垂れ耳なのは珍しいけどね、とさも当たり前のようにあっけらかんとした口調なルーカスとカトリーナ。


そんなのは初耳だ。


・・・・・・こう思ったらあれだけど、あの耳を触ってみたいと思うのは僕だけでしょうか。


フワフワなウサギの耳。


美少女にウサギの耳・・・・・・。


うん、ものすごいパワーワードだよね。


僕は身体の置くから沸き上がる欲望に翻弄される形で、フラフラと少女の元へと歩み寄る。もちろん両手の指をワキワキと怪しく動かしながら。
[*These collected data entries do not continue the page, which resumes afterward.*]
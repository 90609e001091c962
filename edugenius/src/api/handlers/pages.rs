//! HTTP handlers for the landing page and its embedded assets.

use axum::{
    body::Body,
    extract::{Path, State},
    http::{Response, StatusCode, header},
    response::{Html, IntoResponse},
};
use minijinja::{Environment, context};
use tracing::{debug, instrument};

use crate::AppState;
use crate::errors::{Error, Result};
use crate::static_assets::{Assets, Templates};

const INDEX_TEMPLATE: &str = "index.html";

/// Render the chat page.
#[instrument(skip_all, err)]
pub async fn index(State(state): State<AppState>) -> Result<Html<String>> {
    let source = Templates::get(INDEX_TEMPLATE).ok_or_else(|| anyhow::anyhow!("template {INDEX_TEMPLATE} is not embedded"))?;
    let source = String::from_utf8_lossy(&source.data);

    let mut env = Environment::new();
    env.add_template(INDEX_TEMPLATE, &source).map_err(anyhow::Error::from)?;
    let rendered = env
        .get_template(INDEX_TEMPLATE)
        .and_then(|template| {
            template.render(context! {
                model => state.completion.model(),
                speech_enabled => state.speech.is_enabled(),
                max_upload_bytes => state.config.limits.max_upload_bytes,
            })
        })
        .map_err(|e| Error::Other(anyhow::Error::from(e).context("rendering landing page")))?;

    Ok(Html(rendered))
}

/// Serve a file from the embedded `static/` folder.
#[instrument]
pub async fn static_asset(Path(path): Path<String>) -> impl IntoResponse {
    let Some(content) = Assets::get(&path) else {
        debug!("No embedded asset at {}", path);
        return StatusCode::NOT_FOUND.into_response();
    };

    let mime = mime_guess::from_path(&path).first_or_octet_stream();
    Response::builder()
        .header(header::CONTENT_TYPE, mime.as_ref())
        .header(header::CACHE_CONTROL, "no-cache")
        .body(Body::from(content.data.into_owned()))
        .map(IntoResponse::into_response)
        .unwrap_or_else(|_| StatusCode::INTERNAL_SERVER_ERROR.into_response())
}
use crate::JobId;

#[derive(Debug, Clone, PartialEq, Eq, Default)]
pub struct AppViewModel {
    pub jobs: Vec<JobCardView>,
    pub job_count: usize,
    pub last_error: Option<String>,
    pub push_connected: bool,
    pub dirty: bool,
}

/// One rendered job card. The id is the rendering key; the registry stays the
/// single source of truth.
#[derive(Debug, Clone, PartialEq, Eq)]
pub struct JobCardView {
    pub job_id: JobId,
    pub status_label: String,
    pub download_available: bool,
    pub created_at: Option<String>,
}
ダメだ、と分かっていても膨れ上がる欲望には抗えず、僕は鼻息荒く少女のウサギ耳へと手を伸ばす。


あとほんの少しで指先にフワフワな耳が触れそう、そんな時。


「ハヤト!? その子が怯えてるでしょうーが!!」


厨房からパンを取ってきて戻ってきたフレイヤの怒鳴り声が室内に響き、ついで間髪いれずに僕の頭に硬いパンが投げつけられる。


カチカチのフランスパンのようなパンだ。あまりの痛さに僕の中で肥大していた欲望がみるみる内に萎むのを感じた。


涙目で少女へと視線を向けると、確かにフレイヤの言う通りだ。


すっかり怯えた表情で僕を見つめるウサギ耳の美少女。プルプルと華奢な身体を震わせる彼女を見て一瞬可愛らしいとキュンと心臓が高鳴るも、すぐさま僕は自分の蛮行を恥じて後悔した。


折角打ち解けてくれかけてたのに、ぼくのせいだ。


穴があったら入りたい心境で、僕は平身低頭で少女に許しを乞うべく謝罪を繰り返す。


けれど、これだけは知っていて欲しい。


僕は決してやましい気持ちがあったわけじゃなく、純粋な好奇心から彼女の耳を触ろうとしただけで他に他意はないです。


本当に、うん。


童貞らしい言い訳を脳内で垂れ流しつつ、謝罪し続ける僕はある誓いを立てた。


それは、気安く女の子に触らないこと。